= Task prompt =
Copy each line below that has "ranked".

=== Entries provided ===

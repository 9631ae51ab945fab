//! Saliency & Impact Scoring
//!
//! Decides which colors matter in an image. Every sampled pixel gets an
//! impact score from three cues:
//! 1. Saturation - vivid colors beat greys
//! 2. Edginess - Sobel magnitude on the luminance channel
//! 3. Center bias - pixels near the middle of the frame beat the margins
//!
//! `score = (1 + 2*saturation) * (1 + edginess) * (1 + 1.5*saliency)`
//!
//! Scores and pixel counts accumulate per quantized color into an
//! `ImpactHistogram`, which feeds candidate selection in `palette`.

use image::{GrayImage, Luma, RgbaImage};
use imageproc::gradients::{horizontal_sobel, vertical_sobel};
use std::cmp::Ordering;
use std::collections::HashMap;
use crate::color::Color;
use crate::settings::PaletteSettings;

// ============================================================================
// EDGE MAP
// ============================================================================

/// Rec. 601 luminance as an 8-bit grayscale image.
///
/// Rounded to whole levels because imageproc's Sobel takes `GrayImage`;
/// edge magnitudes move by at most a fraction of a level.
pub fn luminance_image(img: &RgbaImage) -> GrayImage {
    GrayImage::from_fn(img.width(), img.height(), |x, y| {
        let luma = Color::from_rgba(img.get_pixel(x, y)).luminance();
        Luma([luma.round().clamp(0.0, 255.0) as u8])
    })
}

/// Per-pixel edge intensity in [0, 1], row-major.
///
/// Sobel magnitude on the 0-1 luminance scale divided by `normalizer` and
/// clamped. The 1-pixel border has no full 3x3 neighborhood and stays 0.
pub fn edge_map(img: &RgbaImage, normalizer: f32) -> Vec<f32> {
    let (width, height) = img.dimensions();
    let mut edges = vec![0.0f32; (width as usize) * (height as usize)];

    if width < 3 || height < 3 {
        return edges;
    }

    let gray = luminance_image(img);
    let gx = horizontal_sobel(&gray);
    let gy = vertical_sobel(&gray);

    for y in 1..height - 1 {
        for x in 1..width - 1 {
            let sx = gx.get_pixel(x, y)[0] as f32 / 255.0;
            let sy = gy.get_pixel(x, y)[0] as f32 / 255.0;
            let magnitude = (sx * sx + sy * sy).sqrt();
            edges[(y * width + x) as usize] = (magnitude / normalizer).min(1.0);
        }
    }

    edges
}

// ============================================================================
// SCORING
// ============================================================================

/// `1 - distance_to_center / distance_center_to_corner`, in [0, 1].
///
/// The center is measured between pixel indices, so all four corner pixels
/// weigh 0.
pub fn center_weight(x: u32, y: u32, width: u32, height: u32) -> f32 {
    let cx = width.saturating_sub(1) as f32 / 2.0;
    let cy = height.saturating_sub(1) as f32 / 2.0;
    let max_dist = (cx * cx + cy * cy).sqrt();
    if max_dist == 0.0 {
        return 1.0;
    }

    let dx = x as f32 - cx;
    let dy = y as f32 - cy;
    (1.0 - (dx * dx + dy * dy).sqrt() / max_dist).clamp(0.0, 1.0)
}

pub fn impact_score(saturation: f32, edginess: f32, saliency: f32) -> f32 {
    (1.0 + 2.0 * saturation) * (1.0 + edginess) * (1.0 + 1.5 * saliency)
}

/// Snap each channel to the nearest of `levels` evenly spaced buckets.
///
/// Rounds rather than floors so pure black and pure white survive.
pub fn quantize_color(color: Color, levels: u32) -> Color {
    let step = 256.0 / levels.max(1) as f32;
    let snap = |c: u8| ((c as f32 / step).round() * step).min(255.0) as u8;
    Color::new(snap(color.r), snap(color.g), snap(color.b))
}

// ============================================================================
// HISTOGRAM
// ============================================================================

/// Accumulated impact for one quantized color
#[derive(Debug, Clone, Copy, Default, PartialEq)]
pub struct ImpactEntry {
    pub score: f64,
    pub count: u32,
}

#[derive(Debug, Clone, Default)]
pub struct ImpactHistogram {
    entries: HashMap<Color, ImpactEntry>,
}

impl ImpactHistogram {
    pub fn add(&mut self, color: Color, score: f32) {
        let entry = self.entries.entry(color).or_default();
        entry.score += score as f64;
        entry.count += 1;
    }

    pub fn get(&self, color: Color) -> Option<ImpactEntry> {
        self.entries.get(&color).copied()
    }

    pub fn len(&self) -> usize {
        self.entries.len()
    }

    pub fn is_empty(&self) -> bool {
        self.entries.is_empty()
    }

    /// Entries by descending score; ties by count, then by color for determinism
    pub fn ranked(&self) -> Vec<(Color, ImpactEntry)> {
        let mut items: Vec<_> = self.entries.iter().map(|(c, e)| (*c, *e)).collect();
        items.sort_by(|a, b| {
            b.1.score
                .partial_cmp(&a.1.score)
                .unwrap_or(Ordering::Equal)
                .then(b.1.count.cmp(&a.1.count))
                .then(a.0.cmp(&b.0))
        });
        items
    }
}

/// Score sampled pixels and accumulate them per quantized color
pub fn build_impact_histogram(img: &RgbaImage, settings: &PaletteSettings) -> ImpactHistogram {
    let (width, height) = img.dimensions();
    let edges = edge_map(img, settings.sobel_normalizer);
    let mut histogram = ImpactHistogram::default();

    let pixel_count = (width as usize) * (height as usize);
    for idx in (0..pixel_count).step_by(settings.sample_stride.max(1)) {
        let x = (idx % width as usize) as u32;
        let y = (idx / width as usize) as u32;
        let color = Color::from_rgba(img.get_pixel(x, y));

        let score = impact_score(
            color.saturation(),
            edges[idx],
            center_weight(x, y, width, height),
        );
        histogram.add(quantize_color(color, settings.quantize_levels), score);
    }

    histogram
}

// ============================================================================
// TESTS
// ============================================================================

#[cfg(test)]
mod tests {
    use super::*;
    use image::{ImageBuffer, Rgba};

    #[test]
    fn test_edge_map_uniform_is_zero() {
        let img: RgbaImage = ImageBuffer::from_pixel(10, 10, Rgba([90, 40, 200, 255]));
        let edges = edge_map(&img, 4.0);
        assert_eq!(edges.len(), 100);
        assert!(edges.iter().all(|&e| e == 0.0));
    }

    #[test]
    fn test_edge_map_detects_step() {
        // Left half black, right half white
        let img: RgbaImage = ImageBuffer::from_fn(8, 8, |x, _| {
            if x < 4 { Rgba([0, 0, 0, 255]) } else { Rgba([255, 255, 255, 255]) }
        });
        let edges = edge_map(&img, 4.0);

        // Border row/column stays zero
        assert_eq!(edges[3], 0.0);
        assert_eq!(edges[8 * 3], 0.0);
        // Pixels straddling the step light up, flat interior does not
        assert!(edges[8 * 3 + 3] > 0.5);
        assert!(edges[8 * 3 + 4] > 0.5);
        assert_eq!(edges[8 * 3 + 1], 0.0);
        assert!(edges.iter().all(|&e| (0.0..=1.0).contains(&e)));
    }

    #[test]
    fn test_edge_map_tiny_image() {
        let img: RgbaImage = ImageBuffer::from_pixel(2, 5, Rgba([255, 0, 0, 255]));
        assert_eq!(edge_map(&img, 4.0), vec![0.0; 10]);
    }

    #[test]
    fn test_center_weight() {
        assert!((center_weight(5, 5, 11, 11) - 1.0).abs() < 1e-6);
        let mid_edge = center_weight(0, 5, 11, 11);
        assert!(mid_edge > 0.0 && mid_edge < 1.0);
        assert_eq!(center_weight(0, 0, 0, 0), 1.0);
        assert_eq!(center_weight(0, 0, 1, 1), 1.0);
    }

    #[test]
    fn test_center_weight_symmetric() {
        let (w, h) = (10, 7);
        for (x, y) in [(0, 0), (w - 1, 0), (0, h - 1), (w - 1, h - 1)] {
            assert!(center_weight(x, y, w, h).abs() < 1e-6);
        }
        for y in 0..h {
            for x in 0..w {
                let a = center_weight(x, y, w, h);
                let b = center_weight(w - 1 - x, h - 1 - y, w, h);
                assert!((a - b).abs() < 1e-6);
            }
        }
    }

    #[test]
    fn test_impact_score_formula() {
        assert_eq!(impact_score(0.0, 0.0, 0.0), 1.0);
        assert!((impact_score(1.0, 1.0, 1.0) - 3.0 * 2.0 * 2.5).abs() < 1e-6);
        assert!(impact_score(1.0, 0.0, 0.0) > impact_score(0.0, 0.0, 0.0));
    }

    #[test]
    fn test_quantize_color_keeps_extremes() {
        assert_eq!(quantize_color(Color::BLACK, 32), Color::BLACK);
        assert_eq!(quantize_color(Color::WHITE, 32), Color::WHITE);
        assert_eq!(quantize_color(Color::new(3, 4, 13), 32), Color::new(0, 8, 16));
        // Noise within a bucket collapses
        assert_eq!(
            quantize_color(Color::new(96, 96, 96), 32),
            quantize_color(Color::new(98, 94, 95), 32)
        );
    }

    #[test]
    fn test_histogram_counts_sampled_pixels() {
        let img: RgbaImage = ImageBuffer::from_fn(8, 4, |x, _| {
            if x < 4 { Rgba([0, 0, 0, 255]) } else { Rgba([255, 0, 0, 255]) }
        });

        let settings = PaletteSettings { sample_stride: 1, ..Default::default() };
        let hist = build_impact_histogram(&img, &settings);
        assert_eq!(hist.len(), 2);
        assert_eq!(hist.get(Color::BLACK).unwrap().count, 16);
        assert_eq!(hist.get(Color::new(255, 0, 0)).unwrap().count, 16);

        // Saturated red outranks black with equal coverage
        let ranked = hist.ranked();
        assert_eq!(ranked[0].0, Color::new(255, 0, 0));

        let strided = build_impact_histogram(&img, &PaletteSettings::default());
        let total: u32 = strided.ranked().iter().map(|(_, e)| e.count).sum();
        assert_eq!(total, 8);
    }
}
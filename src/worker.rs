//! Worker/Coordinator boundary
//!
//! Runs the pipeline off the caller's thread. The caller sends one-shot
//! requests and gets one response per request:
//!
//! - `Init` - handshake, reports version and band limits
//! - `GeneratePalette` - pixels + band count -> palette state
//! - `ProcessImage` - pixels + palette state -> band raster + preview pixels
//! - `ExportMesh` - band raster + layer/mesh settings -> STL bytes
//!
//! Requests run one at a time in issue order. There is no cancellation; a
//! newer request only makes older responses stale. Every request carries a
//! token and `WorkerHandle` rejects any response whose token is no longer the
//! latest with `ColorStackError::Superseded`.
//!
//! Buffers move into the worker by value, nothing is shared mutably.

use serde::{Deserialize, Serialize};
use std::sync::atomic::{AtomicU64, Ordering};
use tokio::sync::{mpsc, oneshot};
use tracing::{debug, warn};
use crate::bands::BandRaster;
use crate::error::{Result, ColorStackError};
use crate::pipeline::{export_mesh, generate_palette, image_from_rgba, process_image, PaletteState};
use crate::settings::{LayerSettings, MeshSettings, PaletteSettings, PreviewSettings, MAX_BANDS, MIN_BANDS};

/// Jobs that may wait behind the one in flight
const QUEUE_DEPTH: usize = 16;

// ============================================================================
// MESSAGES
// ============================================================================

#[derive(Debug, Clone, Serialize, Deserialize)]
#[serde(tag = "type", rename_all = "snake_case")]
pub enum Request {
    Init,
    GeneratePalette {
        pixels: Vec<u8>,
        width: u32,
        height: u32,
        band_count: usize,
    },
    ProcessImage {
        pixels: Vec<u8>,
        width: u32,
        height: u32,
        palette: PaletteState,
        #[serde(default)]
        preview: PreviewSettings,
    },
    ExportMesh {
        raster: BandRaster,
        band_count: usize,
        layers: LayerSettings,
        mesh: MeshSettings,
    },
}

impl Request {
    fn kind(&self) -> &'static str {
        match self {
            Request::Init => "init",
            Request::GeneratePalette { .. } => "generate_palette",
            Request::ProcessImage { .. } => "process_image",
            Request::ExportMesh { .. } => "export_mesh",
        }
    }
}

#[derive(Debug, Serialize)]
#[serde(tag = "type", rename_all = "snake_case")]
pub enum Response {
    Ready {
        version: String,
        min_bands: usize,
        max_bands: usize,
    },
    Palette {
        palette: PaletteState,
    },
    Processed {
        raster: BandRaster,
        /// RGBA preview, same dimensions as the raster
        preview: Vec<u8>,
    },
    Mesh {
        stl: Vec<u8>,
    },
    Failed {
        error: ColorStackError,
    },
}

/// Run one request to completion on the current thread
pub fn handle_request(request: Request, settings: &PaletteSettings) -> Response {
    match run_request(request, settings) {
        Ok(response) => response,
        Err(error) => Response::Failed { error },
    }
}

fn run_request(request: Request, settings: &PaletteSettings) -> Result<Response> {
    match request {
        Request::Init => Ok(Response::Ready {
            version: env!("CARGO_PKG_VERSION").to_string(),
            min_bands: MIN_BANDS,
            max_bands: MAX_BANDS,
        }),
        Request::GeneratePalette { pixels, width, height, band_count } => {
            let img = image_from_rgba(pixels, width, height)?;
            let palette = generate_palette(&img, band_count, settings)?;
            Ok(Response::Palette { palette })
        }
        Request::ProcessImage { pixels, width, height, palette, preview } => {
            let img = image_from_rgba(pixels, width, height)?;
            let processed = process_image(&img, &palette, &preview)?;
            Ok(Response::Processed {
                raster: processed.raster,
                preview: processed.preview.into_raw(),
            })
        }
        Request::ExportMesh { raster, band_count, layers, mesh } => {
            let stl = export_mesh(&raster, band_count, &layers, &mesh)?;
            Ok(Response::Mesh { stl })
        }
    }
}

// ============================================================================
// BACKGROUND WORKER
// ============================================================================

struct Job {
    token: u64,
    request: Request,
    reply: oneshot::Sender<Response>,
}

/// Caller side of a running worker. Dropping it stops the worker.
pub struct WorkerHandle {
    jobs: mpsc::Sender<Job>,
    next_token: AtomicU64,
    latest: AtomicU64,
}

/// Start a worker task. Must be called from within a Tokio runtime.
pub fn spawn_worker(settings: PaletteSettings) -> WorkerHandle {
    let (jobs, mut queue) = mpsc::channel::<Job>(QUEUE_DEPTH);

    tokio::spawn(async move {
        while let Some(Job { token, request, reply }) = queue.recv().await {
            let kind = request.kind();
            let settings = settings.clone();

            let response = tokio::task::spawn_blocking(move || handle_request(request, &settings))
                .await
                .unwrap_or_else(|e| Response::Failed {
                    error: ColorStackError::Processing(format!("Task join error: {}", e)),
                });

            debug!(token, kind, "Finished request");
            // Caller may have gone away; nothing to do then
            let _ = reply.send(response);
        }
        debug!("Worker queue closed");
    });

    WorkerHandle {
        jobs,
        next_token: AtomicU64::new(0),
        latest: AtomicU64::new(0),
    }
}

impl WorkerHandle {
    /// Send a request and wait for its response.
    ///
    /// Fails with `Superseded` if another request was issued on this handle
    /// before the response arrived.
    pub async fn request(&self, request: Request) -> Result<Response> {
        let token = self.next_token.fetch_add(1, Ordering::SeqCst) + 1;
        self.latest.fetch_max(token, Ordering::SeqCst);

        let (reply, response) = oneshot::channel();
        self.jobs
            .send(Job { token, request, reply })
            .await
            .map_err(|_| ColorStackError::WorkerClosed)?;
        let response = response.await.map_err(|_| ColorStackError::WorkerClosed)?;

        let latest = self.latest.load(Ordering::SeqCst);
        if latest != token {
            warn!(token, latest, "Discarding stale response");
            return Err(ColorStackError::Superseded { token, latest });
        }
        Ok(response)
    }

    pub async fn init(&self) -> Result<String> {
        match self.request(Request::Init).await? {
            Response::Ready { version, .. } => Ok(version),
            other => unexpected(other),
        }
    }

    pub async fn generate_palette(
        &self,
        pixels: Vec<u8>,
        width: u32,
        height: u32,
        band_count: usize,
    ) -> Result<PaletteState> {
        let request = Request::GeneratePalette { pixels, width, height, band_count };
        match self.request(request).await? {
            Response::Palette { palette } => Ok(palette),
            other => unexpected(other),
        }
    }

    pub async fn process_image(
        &self,
        pixels: Vec<u8>,
        width: u32,
        height: u32,
        palette: PaletteState,
        preview: PreviewSettings,
    ) -> Result<(BandRaster, Vec<u8>)> {
        let request = Request::ProcessImage { pixels, width, height, palette, preview };
        match self.request(request).await? {
            Response::Processed { raster, preview } => Ok((raster, preview)),
            other => unexpected(other),
        }
    }

    pub async fn export_mesh(
        &self,
        raster: BandRaster,
        band_count: usize,
        layers: LayerSettings,
        mesh: MeshSettings,
    ) -> Result<Vec<u8>> {
        let request = Request::ExportMesh { raster, band_count, layers, mesh };
        match self.request(request).await? {
            Response::Mesh { stl } => Ok(stl),
            other => unexpected(other),
        }
    }
}

fn unexpected<T>(response: Response) -> Result<T> {
    match response {
        Response::Failed { error } => Err(error),
        other => Err(ColorStackError::Processing(format!(
            "unexpected response: {}",
            serde_json::to_value(&other)
                .ok()
                .and_then(|v| v.get("type").and_then(|t| t.as_str()).map(String::from))
                .unwrap_or_default()
        ))),
    }
}

// ============================================================================
// TESTS
// ============================================================================
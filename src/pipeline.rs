//! Image -> palette -> band raster -> mesh
//!
//! The three request-level operations behind the worker boundary:
//! - `generate_palette` - select the structural palette for an image
//! - `process_image` - band raster + composited preview for a palette state
//! - `export_mesh` - binary STL for a band raster and current physical settings
//!
//! Each call is pure: inputs are borrowed, nothing is cached here. Callers
//! keep the palette state and raster and hand them back in.

use image::RgbaImage;
use serde::{Deserialize, Serialize};
use tracing::{debug, info};
use crate::bands::{assign_bands, render_preview, BandRaster};
use crate::color::Color;
use crate::error::{Result, ColorStackError};
use crate::filament::{match_filaments, Filament};
use crate::mesh::build_heightfield;
use crate::palette::select_palette;
use crate::settings::{
    validate_band_count, validate_palette_len, LayerSettings, MeshSettings, PaletteSettings,
    PreviewSettings,
};

// ============================================================================
// PALETTE STATE
// ============================================================================

/// Structural and render palettes, always the same length.
///
/// The structural palette decides which band each pixel belongs to. The
/// render palette decides what each band looks like. Changing render colors
/// never requires recomputing a band raster.
#[derive(Debug, Clone, PartialEq, Eq, Serialize, Deserialize)]
#[serde(try_from = "RawPaletteState")]
pub struct PaletteState {
    structural: Vec<Color>,
    render: Vec<Color>,
}

#[derive(Deserialize)]
struct RawPaletteState {
    structural: Vec<Color>,
    render: Vec<Color>,
}

impl TryFrom<RawPaletteState> for PaletteState {
    type Error = ColorStackError;

    fn try_from(raw: RawPaletteState) -> Result<Self> {
        validate_palette_len(raw.structural.len())?;
        let mut state = Self::new(raw.structural);
        state.set_render(raw.render)?;
        Ok(state)
    }
}

impl PaletteState {
    pub fn new(structural: Vec<Color>) -> Self {
        let render = structural.clone();
        Self { structural, render }
    }

    pub fn structural(&self) -> &[Color] {
        &self.structural
    }

    pub fn render(&self) -> &[Color] {
        &self.render
    }

    pub fn len(&self) -> usize {
        self.structural.len()
    }

    pub fn is_empty(&self) -> bool {
        self.structural.is_empty()
    }

    pub fn structural_hex(&self) -> Vec<String> {
        self.structural.iter().map(|c| c.to_hex()).collect()
    }

    pub fn render_hex(&self) -> Vec<String> {
        self.render.iter().map(|c| c.to_hex()).collect()
    }

    /// Replace the render colors; must match the structural length
    pub fn set_render(&mut self, render: Vec<Color>) -> Result<()> {
        if render.len() != self.structural.len() {
            return Err(ColorStackError::InvalidParameter(format!(
                "render palette has {} colors, structural palette has {}",
                render.len(),
                self.structural.len()
            )));
        }
        self.render = render;
        Ok(())
    }

    /// Render with the closest owned filaments
    pub fn apply_filaments(&mut self, inventory: &[Filament]) {
        self.render = match_filaments(&self.structural, inventory);
    }

    /// Render with the structural colors again
    pub fn reset_render(&mut self) {
        self.render = self.structural.clone();
    }

    /// Exchange two bands in both palettes
    pub fn swap_bands(&mut self, a: usize, b: usize) -> Result<()> {
        self.check_index(a)?;
        self.check_index(b)?;
        self.structural.swap(a, b);
        self.render.swap(a, b);
        Ok(())
    }

    /// Move one band to a new position in both palettes
    pub fn move_band(&mut self, from: usize, to: usize) -> Result<()> {
        self.check_index(from)?;
        self.check_index(to)?;
        let color = self.structural.remove(from);
        self.structural.insert(to, color);
        let color = self.render.remove(from);
        self.render.insert(to, color);
        Ok(())
    }

    /// Reverse the print order of both palettes
    pub fn invert(&mut self) {
        self.structural.reverse();
        self.render.reverse();
    }

    fn check_index(&self, index: usize) -> Result<()> {
        if index >= self.structural.len() {
            return Err(ColorStackError::InvalidParameter(format!(
                "band {} out of range for {} bands",
                index,
                self.structural.len()
            )));
        }
        Ok(())
    }
}

// ============================================================================
// OPERATIONS
// ============================================================================

/// Wrap a caller-supplied RGBA buffer, checking its length
pub fn image_from_rgba(pixels: Vec<u8>, width: u32, height: u32) -> Result<RgbaImage> {
    if width == 0 || height == 0 {
        return Err(ColorStackError::ZeroDimension);
    }
    let len = pixels.len();
    if len != (width as usize) * (height as usize) * 4 {
        return Err(ColorStackError::DimensionMismatch { len, width, height });
    }
    RgbaImage::from_raw(width, height, pixels)
        .ok_or(ColorStackError::DimensionMismatch { len, width, height })
}

/// Select the structural palette for an image
pub fn generate_palette(
    img: &RgbaImage,
    band_count: usize,
    settings: &PaletteSettings,
) -> Result<PaletteState> {
    validate_band_count(band_count)?;
    let structural = select_palette(img, band_count, settings)?;
    info!(
        requested = band_count,
        selected = structural.len(),
        "Generated palette"
    );
    Ok(PaletteState::new(structural))
}

/// Band raster and composited preview
#[derive(Debug, Clone)]
pub struct ProcessedImage {
    pub raster: BandRaster,
    pub preview: RgbaImage,
}

/// Quantize against the structural palette and composite with render colors
pub fn process_image(
    img: &RgbaImage,
    state: &PaletteState,
    preview: &PreviewSettings,
) -> Result<ProcessedImage> {
    let raster = assign_bands(img, state.structural())?;
    let preview = render_preview(&raster, state.render(), preview)?;
    debug!(counts = ?raster.counts(state.len()), "Assigned bands");
    Ok(ProcessedImage { raster, preview })
}

/// Binary STL for a band raster with the current physical settings
pub fn export_mesh(
    raster: &BandRaster,
    band_count: usize,
    layers: &LayerSettings,
    mesh: &MeshSettings,
) -> Result<Vec<u8>> {
    validate_palette_len(band_count)?;
    layers.validate()?;
    mesh.validate()?;

    let heights = layers.band_heights(band_count);
    let depth_mm = mesh.resolve_depth(raster.width(), raster.height());
    let solid = build_heightfield(raster, &heights, mesh.width_mm, depth_mm)?;
    let bytes = solid.to_stl_bytes()?;

    info!(
        triangles = solid.triangle_count(),
        bytes = bytes.len(),
        width_mm = mesh.width_mm,
        depth_mm,
        "Exported mesh"
    );
    Ok(bytes)
}

// ============================================================================
// TESTS
// ============================================================================
pub mod background;
pub mod bands;
pub mod color;
pub mod error;
pub mod filament;
pub mod mesh;
pub mod palette;
pub mod pipeline;
pub mod saliency;
pub mod settings;
pub mod worker;

pub use bands::BandRaster;
pub use color::{Color, Lab};
pub use error::{ColorStackError, Result};
pub use filament::Filament;
pub use pipeline::{export_mesh, generate_palette, process_image, PaletteState, ProcessedImage};
pub use settings::{
    LayerSettings, MeshSettings, PaletteSettings, PipelineSettings, PreviewMode, PreviewSettings,
};
pub use worker::{spawn_worker, Request, Response, WorkerHandle};

use std::path::PathBuf;

/// Full pipeline for an image on disk, run on the blocking pool.
///
/// Returns the palette state and STL bytes. Render colors are matched to
/// `inventory` when it is non-empty.
pub async fn image_to_stl(
    input_path: PathBuf,
    settings: PipelineSettings,
    inventory: Vec<Filament>,
) -> Result<(PaletteState, Vec<u8>)> {
    tokio::task::spawn_blocking(move || {
        settings.validate()?;
        let img = image::open(&input_path)?.to_rgba8();

        let mut state = generate_palette(&img, settings.band_count, &settings.palette)?;
        state.apply_filaments(&inventory);

        let processed = process_image(&img, &state, &settings.preview)?;
        let stl = export_mesh(&processed.raster, state.len(), &settings.layers, &settings.mesh)?;
        Ok((state, stl))
    })
    .await
    .map_err(|e| ColorStackError::Processing(format!("Task join error: {}", e)))?
}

===

= Output of the task =
    pub fn ranked(&self) -> Vec<(Color, ImpactEntry)> {
        let ranked = hist.ranked();
        assert_eq!(ranked[0].0, Color::new(255, 0, 0));
        let total: u32 = strided.ranked().iter().map(|(_, e)| e.count).sum();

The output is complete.